Health of UWM vital to health of region, Mone tells regents

While the challenges facing Milwaukee and southeastern Wisconsin are great, no single institution is better positioned to help address them than UWM, Chancellor Mark Mone told the UW System Board of Regents on Thursday.

The region struggles with a talent shortage as well as vast inequities that include some of the largest wealth and education gaps in the nation. A new ranking this week said Wisconsin was the worst in the nation when it came to racial equity in education. In southeastern Wisconsin, white students graduate from college at more than twice the rate of Black and Hispanic residents, and white residents’ median annual household income of $75,500 is $30,000 more than Hispanic households and more than double that of Black households.

UWM is helping address this problem with programs like Moon Shot for Equity, which aims to improve graduation rates for all students and close achievement gaps, and M3, a partnership with Milwaukee Public Schools and Milwaukee Area Technical College aimed at enrolling more students in college and helping them succeed.

The new Student Success Talent Pipeline Initiative, funded by a $500,000 Department of Workforce Development grant, is a partnership between UWM and the Metropolitan Milwaukee Association of Commerce to place 100 or more students from underrepresented populations in paid internships with Milwaukee-area corporations over the next two years.

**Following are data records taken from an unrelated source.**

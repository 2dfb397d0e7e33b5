use serde::{Deserialize, Serialize};

use super::Table;

#[derive(Debug, Clone, Serialize, Deserialize, sqlx::FromRow)]
pub struct Device {
    pub id: i32,
    pub name: String,
    /// Device type name, matched against the configured catalog
    pub device_type: String,
}

#[derive(Clone)]
pub struct DeviceTable;

impl Table for DeviceTable {
    fn name(&self) -> &'static str {
        "devices"
    }

    fn create(&self) -> String {
        String::from(
            r#"
            CREATE TABLE IF NOT EXISTS devices (
                id INTEGER PRIMARY KEY AUTOINCREMENT,
                name VARCHAR(255) NOT NULL UNIQUE,
                device_type VARCHAR(255) NOT NULL
            );
            "#,
        )
    }

    fn dispose(&self) -> String {
        String::from("DROP TABLE IF EXISTS devices;")
    }
}
use std::sync::Arc;

use axum::routing::get;
use axum::{Json, Router};
use smarthome_api::*;
use tower_http::cors::CorsLayer;
use tower_http::trace::TraceLayer;
use utoipa::OpenApi;

use crate::configs::{SchemaManager, Settings, Storage};
use crate::errors::ConfigError;
use crate::handles::*;
use crate::repositories::{DeviceRepository, ReadingRepository, SensorRepository};
use crate::services::{CatalogService, ReadingService};

#[derive(OpenApi)]
#[openapi(
    paths(
        get_reading,
        get_readings_from_device,
        get_reading_ids_from_device,
        get_max_difference,
        get_peak_power_consumption
    ),
    components(schemas(
        ReadingResponse,
        ReadingIdResponse,
        ValueResponse,
        PeakPowerResponse,
        SensorKind
    )),
    tags(
        (name = "reading", description = "Reading lookups"),
        (name = "analytics", description = "Reading analytics")
    )
)]
pub struct ApiDoc;

pub async fn create_app(settings: &Arc<Settings>) -> anyhow::Result<Router> {
    let storage = Arc::new(Storage::new(settings.database.clone(), SchemaManager::default()).await?);

    let reading_service = Arc::new(create_reading_service(storage, settings)?);

    Ok(build_router(reading_service))
}

pub fn create_reading_service(
    storage: Arc<Storage>,
    settings: &Settings,
) -> Result<ReadingService, ConfigError> {
    let device_repository = Arc::new(DeviceRepository::new(storage.clone()));
    let sensor_repository = Arc::new(SensorRepository::new(storage.clone()));
    let reading_repository = Arc::new(ReadingRepository::new(storage));

    let catalog_service = Arc::new(CatalogService::new(
        device_repository,
        sensor_repository,
        settings.catalog.clone(),
    ));

    ReadingService::new(catalog_service, reading_repository, &settings.analytics)
}

pub fn build_router(reading_service: Arc<ReadingService>) -> Router {
    Router::new()
        .merge(reading_router(ReadingState { reading_service }))
        .route("/api/docs/openapi.json", get(|| async { Json(ApiDoc::openapi()) }))
        .layer(TraceLayer::new_for_http())
        .layer(CorsLayer::permissive())
}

The largest provider of talent

This program will help provide the talent for MMAC’s Region of Choice initiative, in which Milwaukee-area companies have committed to increasing the number of Black and Hispanic workers by 15% and Black and Hispanic managers by 25% by 2025.

“We are the largest provider of talent, with the largest population of diverse students – by far – in this region, with nearly 80% of our graduates entering fast-growing, high-demand areas,” Mone said.

UWM’s student body includes more than 6,000 students of color; 9,000 who are the first in their families to go to college; and more than 1,000 veterans and military-related students. About 5,500 graduate each year, with 80% going into the high-demand, high-paying fields of health, business, computer science, engineering and science.

“It’s not just about the numbers,” Mone said, “It’s about the quality. It’s about grit. These students are battle-tested. The average age of our graduates is 25. They’ve been in and out of the workforce, they have families. They have a work ethic that I would put up against any other urban campus in the nation.”

Research university important for region

UWM’s status as one of 146 top research universities worldwide, as recognized by the Carnegie Classification of Institutions of Higher Education, also is important to Milwaukee and Wisconsin’s future. UWM researchers have helped clean up Milwaukee’s Bradford Beach, improve care in nursing homes and develop sustainable concrete.

“We love innovation around manufacturing, health care, the environment and infrastructure,” Mone said, adding, “What region in this country or in this world is thriving economically that does not have at its center a major research university?”

Mone noted that UWM continues to be remarkably successful despite its financial challenges because of the work of its faculty and staff. Recent achievements include:

But declining support from the state of Wisconsin jeopardizes UWM and the state’s educational system as a whole, Mone said. He described faculty lured away by higher paying universities and aging facilities that need upgrades to better serve students. UWM needs greater investment, he said.

“We know that in the state of Wisconsin, as the Milwaukee region goes, so goes the state,” Mone concluded. “We, along with our partners, can expand our impact and strengthen families, communities, and the state. So, I end with two questions: If not here, then where? And if not now, when?”